TASK INSTRUCTIONS: Count the lines of the data below that include the string "there", and provide nothing but the result.

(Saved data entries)
━━━━━━━━
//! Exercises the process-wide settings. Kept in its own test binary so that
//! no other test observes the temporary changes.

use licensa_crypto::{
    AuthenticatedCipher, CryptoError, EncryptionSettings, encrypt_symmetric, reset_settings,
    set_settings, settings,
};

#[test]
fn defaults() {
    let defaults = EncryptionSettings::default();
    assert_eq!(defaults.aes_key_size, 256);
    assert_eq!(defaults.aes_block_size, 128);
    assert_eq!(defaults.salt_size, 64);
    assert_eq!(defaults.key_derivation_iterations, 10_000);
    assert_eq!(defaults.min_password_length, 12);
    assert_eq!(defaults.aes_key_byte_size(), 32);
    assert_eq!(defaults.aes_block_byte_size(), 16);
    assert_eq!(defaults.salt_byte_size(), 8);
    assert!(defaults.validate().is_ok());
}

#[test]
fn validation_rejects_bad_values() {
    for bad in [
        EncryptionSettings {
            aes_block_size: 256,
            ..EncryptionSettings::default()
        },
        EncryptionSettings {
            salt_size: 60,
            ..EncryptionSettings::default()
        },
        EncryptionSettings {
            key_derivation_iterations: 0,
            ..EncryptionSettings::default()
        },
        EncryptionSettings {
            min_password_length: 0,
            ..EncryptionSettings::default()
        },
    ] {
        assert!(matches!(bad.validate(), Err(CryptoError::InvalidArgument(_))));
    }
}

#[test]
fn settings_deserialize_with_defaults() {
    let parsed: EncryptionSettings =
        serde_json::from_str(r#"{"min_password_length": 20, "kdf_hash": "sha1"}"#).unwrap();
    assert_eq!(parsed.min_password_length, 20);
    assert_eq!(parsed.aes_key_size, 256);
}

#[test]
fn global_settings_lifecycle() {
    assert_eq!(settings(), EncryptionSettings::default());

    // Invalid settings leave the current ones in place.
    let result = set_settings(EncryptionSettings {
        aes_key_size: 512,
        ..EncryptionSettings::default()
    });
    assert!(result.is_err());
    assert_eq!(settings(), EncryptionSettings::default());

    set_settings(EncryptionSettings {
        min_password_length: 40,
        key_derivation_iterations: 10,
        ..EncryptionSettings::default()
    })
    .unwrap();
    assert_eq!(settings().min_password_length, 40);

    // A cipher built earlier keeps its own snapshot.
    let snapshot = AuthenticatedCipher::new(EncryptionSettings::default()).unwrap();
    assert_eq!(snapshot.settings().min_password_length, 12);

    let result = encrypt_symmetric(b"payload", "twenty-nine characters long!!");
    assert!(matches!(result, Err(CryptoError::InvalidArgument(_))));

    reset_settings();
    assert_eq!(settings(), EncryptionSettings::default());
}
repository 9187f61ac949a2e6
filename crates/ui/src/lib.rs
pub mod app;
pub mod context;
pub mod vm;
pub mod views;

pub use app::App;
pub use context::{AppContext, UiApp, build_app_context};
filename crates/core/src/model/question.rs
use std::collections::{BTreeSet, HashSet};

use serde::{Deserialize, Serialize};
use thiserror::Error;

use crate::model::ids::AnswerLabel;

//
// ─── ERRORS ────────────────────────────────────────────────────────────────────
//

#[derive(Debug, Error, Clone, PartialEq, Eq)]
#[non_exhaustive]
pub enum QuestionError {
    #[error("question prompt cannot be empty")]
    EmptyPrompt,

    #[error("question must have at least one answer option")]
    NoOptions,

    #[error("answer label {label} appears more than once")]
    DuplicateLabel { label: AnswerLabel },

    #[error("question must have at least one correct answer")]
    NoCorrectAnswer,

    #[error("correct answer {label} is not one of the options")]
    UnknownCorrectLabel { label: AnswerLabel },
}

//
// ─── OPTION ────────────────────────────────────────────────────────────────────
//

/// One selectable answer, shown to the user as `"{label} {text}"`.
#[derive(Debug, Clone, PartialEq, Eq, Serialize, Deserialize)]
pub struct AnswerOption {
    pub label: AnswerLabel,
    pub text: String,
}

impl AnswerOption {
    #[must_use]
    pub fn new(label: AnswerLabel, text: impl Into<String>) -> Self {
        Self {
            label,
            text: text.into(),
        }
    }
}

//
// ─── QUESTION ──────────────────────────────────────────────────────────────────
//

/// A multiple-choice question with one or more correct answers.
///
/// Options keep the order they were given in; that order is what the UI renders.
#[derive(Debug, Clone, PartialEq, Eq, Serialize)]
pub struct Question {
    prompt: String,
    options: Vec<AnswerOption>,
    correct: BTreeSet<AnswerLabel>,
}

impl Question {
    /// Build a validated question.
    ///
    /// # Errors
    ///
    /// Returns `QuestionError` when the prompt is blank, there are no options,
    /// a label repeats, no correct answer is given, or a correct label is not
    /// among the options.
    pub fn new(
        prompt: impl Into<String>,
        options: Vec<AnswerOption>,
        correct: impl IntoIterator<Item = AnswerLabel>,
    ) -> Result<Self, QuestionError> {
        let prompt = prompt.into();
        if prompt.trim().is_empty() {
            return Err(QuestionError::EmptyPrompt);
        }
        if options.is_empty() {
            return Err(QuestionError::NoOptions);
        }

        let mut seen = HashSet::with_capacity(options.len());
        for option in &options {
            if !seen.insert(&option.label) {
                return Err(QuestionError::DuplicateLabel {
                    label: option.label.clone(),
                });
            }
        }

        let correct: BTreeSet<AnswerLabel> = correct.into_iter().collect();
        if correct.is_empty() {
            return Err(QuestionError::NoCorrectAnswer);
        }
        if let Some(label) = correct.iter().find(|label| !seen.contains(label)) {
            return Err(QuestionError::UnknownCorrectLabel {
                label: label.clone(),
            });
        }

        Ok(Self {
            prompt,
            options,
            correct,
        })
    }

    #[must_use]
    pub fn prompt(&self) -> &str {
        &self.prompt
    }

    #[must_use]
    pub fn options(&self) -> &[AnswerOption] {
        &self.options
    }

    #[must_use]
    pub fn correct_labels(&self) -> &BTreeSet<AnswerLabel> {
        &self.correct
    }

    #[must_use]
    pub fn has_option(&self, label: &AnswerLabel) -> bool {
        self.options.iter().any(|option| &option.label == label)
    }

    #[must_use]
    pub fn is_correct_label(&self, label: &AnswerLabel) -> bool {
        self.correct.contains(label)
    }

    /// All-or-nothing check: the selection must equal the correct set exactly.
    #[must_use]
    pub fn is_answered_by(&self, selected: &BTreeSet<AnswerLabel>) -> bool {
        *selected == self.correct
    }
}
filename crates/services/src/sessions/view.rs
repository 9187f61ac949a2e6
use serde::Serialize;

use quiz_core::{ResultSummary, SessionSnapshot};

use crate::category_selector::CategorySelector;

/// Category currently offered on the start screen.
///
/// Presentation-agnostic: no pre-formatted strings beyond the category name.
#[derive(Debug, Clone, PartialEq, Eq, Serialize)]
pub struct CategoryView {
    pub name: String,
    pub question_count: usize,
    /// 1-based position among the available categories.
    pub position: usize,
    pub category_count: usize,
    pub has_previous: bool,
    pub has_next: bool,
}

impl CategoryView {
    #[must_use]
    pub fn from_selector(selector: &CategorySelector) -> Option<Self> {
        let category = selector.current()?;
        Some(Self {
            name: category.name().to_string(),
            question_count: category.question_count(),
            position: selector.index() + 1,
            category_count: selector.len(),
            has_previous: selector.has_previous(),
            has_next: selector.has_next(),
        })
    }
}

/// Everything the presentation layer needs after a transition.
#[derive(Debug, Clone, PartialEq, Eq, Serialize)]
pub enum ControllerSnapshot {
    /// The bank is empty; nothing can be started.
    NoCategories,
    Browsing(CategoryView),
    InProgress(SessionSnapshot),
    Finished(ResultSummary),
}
━━━━━━━━
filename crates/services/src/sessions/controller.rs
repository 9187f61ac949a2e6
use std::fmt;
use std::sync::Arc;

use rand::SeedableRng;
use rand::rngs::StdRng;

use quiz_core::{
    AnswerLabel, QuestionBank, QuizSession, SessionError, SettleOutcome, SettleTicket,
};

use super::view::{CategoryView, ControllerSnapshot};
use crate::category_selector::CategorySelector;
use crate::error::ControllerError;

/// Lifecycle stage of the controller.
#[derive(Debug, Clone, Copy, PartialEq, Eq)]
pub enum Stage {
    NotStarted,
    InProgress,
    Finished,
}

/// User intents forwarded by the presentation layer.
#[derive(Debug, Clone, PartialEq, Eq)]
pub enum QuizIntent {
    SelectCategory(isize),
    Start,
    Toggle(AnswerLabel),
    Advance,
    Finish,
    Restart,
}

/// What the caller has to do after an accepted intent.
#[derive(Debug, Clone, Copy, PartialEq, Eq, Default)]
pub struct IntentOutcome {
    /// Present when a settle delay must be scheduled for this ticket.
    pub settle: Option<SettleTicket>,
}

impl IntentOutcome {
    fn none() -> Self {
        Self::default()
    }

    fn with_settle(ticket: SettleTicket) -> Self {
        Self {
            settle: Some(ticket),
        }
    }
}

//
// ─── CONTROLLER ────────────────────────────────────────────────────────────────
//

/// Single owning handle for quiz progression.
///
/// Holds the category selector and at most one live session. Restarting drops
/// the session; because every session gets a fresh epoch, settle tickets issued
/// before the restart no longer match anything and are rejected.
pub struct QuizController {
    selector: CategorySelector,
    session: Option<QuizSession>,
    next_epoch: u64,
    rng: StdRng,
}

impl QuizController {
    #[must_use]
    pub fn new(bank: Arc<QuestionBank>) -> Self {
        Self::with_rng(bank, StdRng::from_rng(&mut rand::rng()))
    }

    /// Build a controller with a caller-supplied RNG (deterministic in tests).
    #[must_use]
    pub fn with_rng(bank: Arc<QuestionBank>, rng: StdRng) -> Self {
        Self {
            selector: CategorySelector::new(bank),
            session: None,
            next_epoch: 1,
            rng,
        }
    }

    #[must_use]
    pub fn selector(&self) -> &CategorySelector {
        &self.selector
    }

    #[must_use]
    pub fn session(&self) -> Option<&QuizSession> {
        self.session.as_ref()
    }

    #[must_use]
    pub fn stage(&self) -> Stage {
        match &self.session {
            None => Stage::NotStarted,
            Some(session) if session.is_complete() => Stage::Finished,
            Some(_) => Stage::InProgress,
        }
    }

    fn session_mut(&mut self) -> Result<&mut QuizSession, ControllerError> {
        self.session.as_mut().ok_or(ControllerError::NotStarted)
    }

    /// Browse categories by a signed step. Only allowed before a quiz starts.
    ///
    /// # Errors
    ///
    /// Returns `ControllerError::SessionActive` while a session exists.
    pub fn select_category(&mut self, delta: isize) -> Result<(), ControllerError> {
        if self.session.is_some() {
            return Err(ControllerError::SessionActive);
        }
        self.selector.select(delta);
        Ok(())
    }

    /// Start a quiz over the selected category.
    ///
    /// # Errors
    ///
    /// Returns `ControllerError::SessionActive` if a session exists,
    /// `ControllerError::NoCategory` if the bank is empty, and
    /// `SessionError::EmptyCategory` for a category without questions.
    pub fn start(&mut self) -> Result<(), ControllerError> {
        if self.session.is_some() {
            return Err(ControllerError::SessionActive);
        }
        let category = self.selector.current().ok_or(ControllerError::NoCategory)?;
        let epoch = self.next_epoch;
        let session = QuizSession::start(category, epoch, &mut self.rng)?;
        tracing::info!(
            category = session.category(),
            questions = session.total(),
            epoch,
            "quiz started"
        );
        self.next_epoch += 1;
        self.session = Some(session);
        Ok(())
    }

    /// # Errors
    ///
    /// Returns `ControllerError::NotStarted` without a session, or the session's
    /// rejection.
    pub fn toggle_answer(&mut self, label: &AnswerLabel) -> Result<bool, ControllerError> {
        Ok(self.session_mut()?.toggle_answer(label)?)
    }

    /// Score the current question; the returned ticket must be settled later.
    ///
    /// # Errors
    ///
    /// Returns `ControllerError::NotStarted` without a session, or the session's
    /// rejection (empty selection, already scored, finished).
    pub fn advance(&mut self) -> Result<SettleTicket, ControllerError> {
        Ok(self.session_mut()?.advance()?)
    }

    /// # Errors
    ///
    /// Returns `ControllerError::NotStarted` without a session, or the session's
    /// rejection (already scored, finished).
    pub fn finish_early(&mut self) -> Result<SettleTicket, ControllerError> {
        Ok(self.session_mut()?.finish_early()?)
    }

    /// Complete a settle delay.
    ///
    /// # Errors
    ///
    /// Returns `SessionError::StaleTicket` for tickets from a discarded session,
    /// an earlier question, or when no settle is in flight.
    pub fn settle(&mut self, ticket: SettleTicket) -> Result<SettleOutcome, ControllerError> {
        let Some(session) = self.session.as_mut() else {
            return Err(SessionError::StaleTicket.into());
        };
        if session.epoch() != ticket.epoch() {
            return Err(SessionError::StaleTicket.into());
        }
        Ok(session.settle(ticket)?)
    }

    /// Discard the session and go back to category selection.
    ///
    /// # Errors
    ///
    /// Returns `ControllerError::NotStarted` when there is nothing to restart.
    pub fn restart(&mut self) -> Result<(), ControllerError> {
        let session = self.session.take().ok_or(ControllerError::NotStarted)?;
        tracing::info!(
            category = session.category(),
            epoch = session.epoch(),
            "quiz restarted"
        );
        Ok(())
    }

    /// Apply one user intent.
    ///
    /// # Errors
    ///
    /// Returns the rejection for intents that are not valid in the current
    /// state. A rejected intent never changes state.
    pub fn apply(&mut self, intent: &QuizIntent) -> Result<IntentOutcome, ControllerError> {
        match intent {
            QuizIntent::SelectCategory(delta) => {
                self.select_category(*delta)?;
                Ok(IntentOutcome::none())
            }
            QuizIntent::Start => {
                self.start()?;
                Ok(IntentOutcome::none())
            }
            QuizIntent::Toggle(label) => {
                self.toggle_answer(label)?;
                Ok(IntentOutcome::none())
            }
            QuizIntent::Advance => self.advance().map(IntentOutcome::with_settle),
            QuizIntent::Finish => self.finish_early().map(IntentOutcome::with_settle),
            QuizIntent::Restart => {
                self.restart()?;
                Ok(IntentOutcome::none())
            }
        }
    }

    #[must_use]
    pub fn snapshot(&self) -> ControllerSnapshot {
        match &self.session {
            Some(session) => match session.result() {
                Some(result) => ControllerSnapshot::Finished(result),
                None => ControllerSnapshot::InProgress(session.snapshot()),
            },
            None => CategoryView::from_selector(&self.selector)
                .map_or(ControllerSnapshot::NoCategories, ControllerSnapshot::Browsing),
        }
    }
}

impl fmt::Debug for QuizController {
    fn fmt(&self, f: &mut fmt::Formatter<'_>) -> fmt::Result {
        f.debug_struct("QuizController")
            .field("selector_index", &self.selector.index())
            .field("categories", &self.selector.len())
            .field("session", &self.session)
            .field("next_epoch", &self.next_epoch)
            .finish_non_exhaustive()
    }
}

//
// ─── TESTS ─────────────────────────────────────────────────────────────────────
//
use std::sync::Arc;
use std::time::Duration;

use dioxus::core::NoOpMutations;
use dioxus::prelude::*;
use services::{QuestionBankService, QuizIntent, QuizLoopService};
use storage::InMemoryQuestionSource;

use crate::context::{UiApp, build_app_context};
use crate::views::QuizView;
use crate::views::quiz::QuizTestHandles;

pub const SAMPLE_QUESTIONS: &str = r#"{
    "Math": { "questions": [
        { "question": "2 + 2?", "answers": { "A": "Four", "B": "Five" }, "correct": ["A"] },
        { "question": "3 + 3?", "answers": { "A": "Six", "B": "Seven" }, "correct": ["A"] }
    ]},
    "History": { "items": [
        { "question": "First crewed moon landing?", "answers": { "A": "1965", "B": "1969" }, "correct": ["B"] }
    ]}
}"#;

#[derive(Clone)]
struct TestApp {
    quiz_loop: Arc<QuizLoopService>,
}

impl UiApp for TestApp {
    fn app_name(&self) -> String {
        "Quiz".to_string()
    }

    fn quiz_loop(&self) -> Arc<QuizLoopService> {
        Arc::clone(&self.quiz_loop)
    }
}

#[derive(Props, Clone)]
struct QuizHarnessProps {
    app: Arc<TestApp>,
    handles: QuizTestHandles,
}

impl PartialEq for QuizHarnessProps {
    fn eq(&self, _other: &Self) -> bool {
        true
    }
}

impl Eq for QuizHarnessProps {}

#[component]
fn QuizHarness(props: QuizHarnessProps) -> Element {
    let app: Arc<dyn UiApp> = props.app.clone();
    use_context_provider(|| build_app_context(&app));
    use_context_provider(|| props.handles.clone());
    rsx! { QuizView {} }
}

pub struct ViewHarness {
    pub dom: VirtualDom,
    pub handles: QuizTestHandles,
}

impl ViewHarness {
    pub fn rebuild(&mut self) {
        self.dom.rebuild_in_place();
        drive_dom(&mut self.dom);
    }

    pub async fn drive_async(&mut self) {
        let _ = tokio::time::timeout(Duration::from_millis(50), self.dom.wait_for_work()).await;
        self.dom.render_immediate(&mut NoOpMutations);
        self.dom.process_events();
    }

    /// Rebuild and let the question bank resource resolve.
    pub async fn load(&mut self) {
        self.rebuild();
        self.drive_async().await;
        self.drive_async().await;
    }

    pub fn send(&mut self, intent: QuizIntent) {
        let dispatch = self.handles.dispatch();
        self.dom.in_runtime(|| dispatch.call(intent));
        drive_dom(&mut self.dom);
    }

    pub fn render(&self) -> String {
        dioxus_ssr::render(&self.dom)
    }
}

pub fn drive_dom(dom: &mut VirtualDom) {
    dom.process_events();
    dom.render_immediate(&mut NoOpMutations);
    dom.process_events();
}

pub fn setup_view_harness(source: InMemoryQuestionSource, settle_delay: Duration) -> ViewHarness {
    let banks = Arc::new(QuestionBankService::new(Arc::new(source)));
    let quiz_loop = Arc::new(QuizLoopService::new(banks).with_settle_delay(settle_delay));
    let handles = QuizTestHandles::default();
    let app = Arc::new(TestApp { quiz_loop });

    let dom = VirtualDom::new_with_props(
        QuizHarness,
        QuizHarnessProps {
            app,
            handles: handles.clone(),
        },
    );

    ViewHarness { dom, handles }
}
━━━━━━━━
PROBLEM SOLUTION: 2